Thanks to the both of you!
I'm glad no one had any complaints about the BC550.
seems a little complex
Yes. Should have noted that relay / zener pulldown was sourced from 70's console and meant for simple switches. I think its complexity had to do with PSU stabilization? Circuit draws more current while unselected than selected.
add would be a small series resistor before the 10uF cap that decouples the incoming supply to slow up its recharge current
Unfortunately there's no going back at this point; those little relay sub assemblies are already in place in the hundreds. May I ask, why slow the recharging, potential noise?
Use internal pullup of the controller.
Yeah, after some reading, found a suggested minimum 1k pulldown was needed to produce .5mA, the minimum current required for button contacts to self clean. Perhaps the button was built to do this mechanically, but playing it safe. Was this bad information?
- Dampening a digital output is unnecessary.

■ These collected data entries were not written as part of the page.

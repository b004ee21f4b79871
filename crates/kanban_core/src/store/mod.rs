//! Ordered board state store with linear undo/redo.
//!
//! # Responsibility
//! - Hold the committed board and its bounded snapshot history.
//! - Apply add/update/delete/move mutations all-or-nothing.
//!
//! # Invariants
//! - Every mutation follows: snapshot, compute next, record snapshot in
//!   `past`, clear `future`, commit next.
//! - A rejected operation changes neither the board nor the history.
//! - Committed boards always pass `Board::validate()`.
//! - Snapshots are owned values; later mutations never reach them.

mod drag;
mod error;
mod history;

pub use drag::{DragLocation, DropResult};
pub use error::{StoreError, StoreErrorKind, StoreResult};
pub use history::History;

use crate::config::StoreConfig;
use crate::model::board::Board;
use crate::model::column::Column;
use crate::model::task::{Task, TaskPatch};
use log::{debug, warn};

/// Single-writer board container.
///
/// Readers borrow [`KanbanStore::board`]; mutations require `&mut self`, so
/// no reader can observe a half-applied change.
#[derive(Debug, Clone)]
pub struct KanbanStore {
    board: Board,
    history: History,
    config: StoreConfig,
}

impl KanbanStore {
    /// Creates a store over an already validated board with empty history.
    ///
    /// # Errors
    /// - `InvalidBoard` when `board` violates referential integrity.
    pub fn new(board: Board, config: StoreConfig) -> StoreResult<Self> {
        board.validate()?;
        Ok(Self {
            board,
            history: History::new(config.max_history),
            config,
        })
    }

    /// Creates a store over the three-column default board.
    pub fn with_default_board(config: StoreConfig) -> Self {
        Self {
            board: Board::default_board(),
            history: History::new(config.max_history),
            config,
        }
    }

    /// Current committed board.
    pub fn board(&self) -> &Board {
        &self.board
    }

    pub fn history(&self) -> &History {
        &self.history
    }

    pub fn config(&self) -> &StoreConfig {
        &self.config
    }

    /// Inserts `task` and appends it to the end of `column_id`.
    ///
    /// # Errors
    /// - `ColumnNotFound` when the column does not exist.
    /// - `TaskConflict` when a task with the same id already exists.
    pub fn add_task(&mut self, column_id: &str, task: Task) -> StoreResult<()> {
        self.mutate("add_task", |next| {
            if next.tasks.contains_key(&task.id) {
                return Err(StoreError::TaskConflict(task.id.clone()));
            }
            let column = next
                .columns
                .get_mut(column_id)
                .ok_or_else(|| StoreError::ColumnNotFound(column_id.to_string()))?;
            column.task_ids.push(task.id.clone());
            next.tasks.insert(task.id.clone(), task);
            Ok(())
        })
    }

    /// Merges `patch` into an existing task.
    ///
    /// An empty patch still records a history entry.
    pub fn update_task(&mut self, task_id: &str, patch: &TaskPatch) -> StoreResult<()> {
        self.mutate("update_task", |next| {
            let task = next
                .tasks
                .get_mut(task_id)
                .ok_or_else(|| StoreError::TaskNotFound(task_id.to_string()))?;
            task.apply_patch(patch);
            Ok(())
        })
    }

    /// Removes a task and its id from the owning column.
    ///
    /// # Errors
    /// - `TaskNotFound` / `ColumnNotFound` for unknown ids.
    /// - `TaskNotInColumn` when the column does not list the task.
    pub fn delete_task(&mut self, task_id: &str, column_id: &str) -> StoreResult<()> {
        self.mutate("delete_task", |next| {
            if !next.tasks.contains_key(task_id) {
                return Err(StoreError::TaskNotFound(task_id.to_string()));
            }
            let column = next
                .columns
                .get_mut(column_id)
                .ok_or_else(|| StoreError::ColumnNotFound(column_id.to_string()))?;
            let position =
                column
                    .position_of(task_id)
                    .ok_or_else(|| StoreError::TaskNotInColumn {
                        task_id: task_id.to_string(),
                        column_id: column_id.to_string(),
                    })?;
            column.task_ids.remove(position);
            next.tasks.remove(task_id);
            Ok(())
        })
    }

    /// Moves the task at `source` to `destination`.
    ///
    /// Same-column moves reorder. The destination index is clamped to the end
    /// of the destination list (measured after removal from the source).
    /// Identical source and destination still record a history entry.
    ///
    /// # Errors
    /// - `ColumnNotFound` when either container is unknown.
    /// - `NoTaskAtIndex` when `source.index` is past the source list.
    pub fn move_task(
        &mut self,
        source: &DragLocation,
        destination: &DragLocation,
    ) -> StoreResult<()> {
        self.mutate("move_task", |next| {
            if !next.columns.contains_key(&destination.container_id) {
                return Err(StoreError::ColumnNotFound(
                    destination.container_id.clone(),
                ));
            }
            let source_column = next
                .columns
                .get_mut(&source.container_id)
                .ok_or_else(|| StoreError::ColumnNotFound(source.container_id.clone()))?;
            let len = source_column.task_ids.len();
            if source.index >= len {
                return Err(StoreError::NoTaskAtIndex {
                    column_id: source.container_id.clone(),
                    index: source.index,
                    len,
                });
            }
            let task_id = source_column.task_ids.remove(source.index);

            let destination_column = next
                .columns
                .get_mut(&destination.container_id)
                .ok_or_else(|| StoreError::ColumnNotFound(destination.container_id.clone()))?;
            let target_index = destination.index.min(destination_column.task_ids.len());
            destination_column.task_ids.insert(target_index, task_id);
            Ok(())
        })
    }

    /// Inserts a new column at the end of the column order.
    ///
    /// The column is inserted empty; pre-filled `task_ids` are discarded
    /// because they would reference tasks owned by other columns.
    pub fn add_column(&mut self, column: Column) -> StoreResult<()> {
        self.mutate("add_column", |next| {
            if next.columns.contains_key(&column.id) {
                return Err(StoreError::ColumnConflict(column.id.clone()));
            }
            let mut column = column;
            column.task_ids.clear();
            next.column_order.push(column.id.clone());
            next.columns.insert(column.id.clone(), column);
            Ok(())
        })
    }

    pub fn update_column_title(&mut self, column_id: &str, title: &str) -> StoreResult<()> {
        self.mutate("update_column_title", |next| {
            let column = next
                .columns
                .get_mut(column_id)
                .ok_or_else(|| StoreError::ColumnNotFound(column_id.to_string()))?;
            column.title = title.to_string();
            Ok(())
        })
    }

    /// Removes a column and cascade-deletes the tasks it listed.
    pub fn delete_column(&mut self, column_id: &str) -> StoreResult<()> {
        self.mutate("delete_column", |next| {
            let column = next
                .columns
                .remove(column_id)
                .ok_or_else(|| StoreError::ColumnNotFound(column_id.to_string()))?;
            next.column_order.retain(|id| id != column_id);
            for task_id in &column.task_ids {
                next.tasks.remove(task_id);
            }
            Ok(())
        })
    }

    /// Restores the most recent snapshot. Returns `false` at the boundary.
    pub fn undo(&mut self) -> bool {
        let current = std::mem::take(&mut self.board);
        let applied = match self.history.undo(current) {
            Ok(previous) => {
                self.board = previous;
                true
            }
            Err(current) => {
                self.board = current;
                false
            }
        };
        self.log_history_step("undo", applied);
        applied
    }

    /// Re-applies the nearest undone snapshot. Returns `false` at the boundary.
    pub fn redo(&mut self) -> bool {
        let current = std::mem::take(&mut self.board);
        let applied = match self.history.redo(current) {
            Ok(next) => {
                self.board = next;
                true
            }
            Err(current) => {
                self.board = current;
                false
            }
        };
        self.log_history_step("redo", applied);
        applied
    }

    /// Drops every undo and redo entry, keeping the board.
    pub fn clear_history(&mut self) {
        self.history.clear();
    }

    /// Replaces the board wholesale and resets history.
    ///
    /// # Errors
    /// - `InvalidBoard` when `board` violates referential integrity.
    pub fn replace_board(&mut self, board: Board) -> StoreResult<()> {
        board.validate()?;
        self.board = board;
        self.history.clear();
        debug!("event=store_replace module=store status=ok");
        Ok(())
    }

    fn mutate(
        &mut self,
        op: &'static str,
        apply: impl FnOnce(&mut Board) -> StoreResult<()>,
    ) -> StoreResult<()> {
        let mut next = self.board.clone();
        if let Err(err) = apply(&mut next) {
            warn!(
                "event=store_mutation module=store op={op} status=rejected error_code={} error={err}",
                err.code()
            );
            return Err(err);
        }
        debug_assert!(
            next.validate().is_ok(),
            "{op} produced an inconsistent board: {:?}",
            next.validate()
        );

        let snapshot = std::mem::replace(&mut self.board, next);
        self.history.record(snapshot);
        debug!(
            "event=store_mutation module=store op={op} status=ok past_len={} future_len={}",
            self.history.past_len(),
            self.history.future_len()
        );
        Ok(())
    }

    fn log_history_step(&self, op: &'static str, applied: bool) {
        debug!(
            "event=store_history module=store op={op} status={} past_len={} future_len={}",
            if applied { "ok" } else { "noop" },
            self.history.past_len(),
            self.history.future_len()
        );
    }
}

impl Default for KanbanStore {
    fn default() -> Self {
        Self::with_default_board(StoreConfig::default())
    }
}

Playing with this was fun. Cap is just precautionary. I found that when base of BC550 was left floating, my hand acted like a touch sensor and put it into oscillation, as well if M/C ground and PSU ground lose reference. Cap acts like a sort-of schmitt should anything get accidently disconnected (I had this image of a session getting ruined because my desk was buzzing).
You only need one resistor in series with the LED.
Yessr, thank you. Only did it this way so each mc pin has current protection, which is probably redundant as protection is likely on-chip as well.
One diode should be enough if they don't sit a meter apart.
Good to know! But too late to change.